② 流行性角結膜炎(りゅうこうせいかくけつまくえん)= はやり目
目の症状が、特に強く出るタイプのアデノウイルス感染症です。
- 主な症状: 激しい目の充血、ゴロゴロとした異物感、まぶたの腫れ、大量の目やにが特徴です。感染力が非常に強く、片目から始まって、数日のうちにもう片方の目にもうつることが多いです。
- ポイント: 目の症状がメインなので、眼科での専門的な治療が必要になります。
③ 胃腸炎
アデノウイルスは、お腹の風邪(胃腸炎)の原因になることもあります。
- 主な症状: 嘔吐、下痢、腹痛など。ロタウイルスやノロウイルスと比べると、症状は比較的軽いことが多いですが、乳幼児では長引くこともあります。
この他にも、肺炎や、血尿を伴う出血性膀胱炎など、様々な病気の原因になる、本当に厄介なウイルスなのです。
長い闘い…家庭でのケアと乗り切り方のポイント
アデノウイルスにも、残念ながら特効薬はありません。つまり、ウイルスに対する抵抗力がついて、自然に治るのを待つしかないのです。高熱や喉の痛みと戦う子どもを、どうサポートしてあげればいいのでしょうか。
- 水分補給が最優先: 高熱と喉の痛みで、脱水になりやすいのが一番怖いポイントです。手足口病の時と同様に、プリン、ゼリー、アイス、冷たいスープなど、喉越しの良い、刺激の少ないものを、少量ずつこまめに与えましょう。
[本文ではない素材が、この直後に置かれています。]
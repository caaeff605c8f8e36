use crate::cli::ShowGraphArgs;
use crate::config::PartialRunConfig;
use crate::error::Result;
use cvflow::engine::registry::ActionRegistry;
use cvflow::workflows::session::Session;
use std::path::Path;
use tracing::info;

pub fn run(args: ShowGraphArgs) -> Result<()> {
    let base = args.config.parent().unwrap_or(Path::new("."));
    let config = PartialRunConfig::from_file(&args.config)?.resolve(base, true)?;
    let registry = ActionRegistry::with_builtins();
    let session = Session::new(&registry, config.engine, &config.actions, config.structures)?;

    let chart = session.graph().to_mermaid(args.force);
    match &args.out {
        Some(path) => {
            info!("Writing flowchart to {:?}", path);
            std::fs::write(path, chart)?;
        }
        None => print!("{chart}"),
    }
    Ok(())
}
- 解熱剤の上手な活用: 熱が4〜5日続くと、親も子も体力が消耗します。子どもがぐったりして水分も摂れないような時は、解熱剤を上手に使って、一時的にでも体を休ませてあげましょう。
- 目のケア: 目やにがひどい時は、濡らした清潔なガーゼやコットンで、目頭から目尻に向かって、優しく拭き取ってあげてください。兄弟がいる場合は、絶対に同じガーゼを使わないこと。
登園・登校の目安は?
アデノウイルス感染症のうち、「咽頭結膜熱(プール熱)」と「流行性角結膜炎(はやり目)」は、学校保健安全法で、出席停止が定められている感染症です。
登園・登校を再開できる目安は、
「主な症状がなくなった後、2日間が経過していること」
とされています。
つまり、熱が下がり、喉の痛みや目の充血などの主要な症状が治まってから、丸2日間、家で元気に過ごせたら、登園・登校が可能になります。ただし、最終的には医師の許可(登園許可証など)が必要になることがほとんどです。必ず、かかりつけ医と園・学校の指示に従ってください。
家族内での感染力が非常に強い!徹底すべき予防策
アデノウイルスは、手足口病と同様に、接触感染と飛沫感染で広がります。特に、目の症状がある場合は、涙や目やににも大量のウイルスが含まれているため、注意が必要です。
- 手洗いの徹底: 基本中の基本ですが、これが最も重要です。
- タオルの共用は絶対にNG: 顔や手を拭くタオル、お風呂のタオルは、厳格に分けましょう。これは、症状が治まった後も、しばらく続ける必要があります。
- お風呂の順番を最後にする: 感染している子どもは、お風呂の順番を最後にし、湯船には浸からず、シャワーだけにするのが無難です。
- ドアノブやスイッチなどを消毒する: アルコール消毒は、実はアデノウイルスには効きにくいとされています。**次亜塩素酸ナトリウム(家庭用の塩素系漂白剤を薄めたもの)**で、こまめに拭くのが効果的です。
まとめ:敵を知り、正しく恐れること
しつこい高熱と、多彩な症状。そして、非常に強い感染力。アデノウイルスは、まさに“やっかいな夏のボスキャラ”です。
でも、その正体と戦い方を知っていれば、過度に恐れる必要はありません。家庭でのケアのポイントは、あくまで「脱水を防ぎ、体力を消耗させないこと」。そして、家族に感染を広げないための「徹底した予防策」です。
これで、『季節の感染症、完全攻略』シリーズは終わりです。夏風邪、冬の感染症…と、子育て中は一年中、ウイルスとの戦いですが、正しい知識を武器に、親子で乗り切っていきましょうね!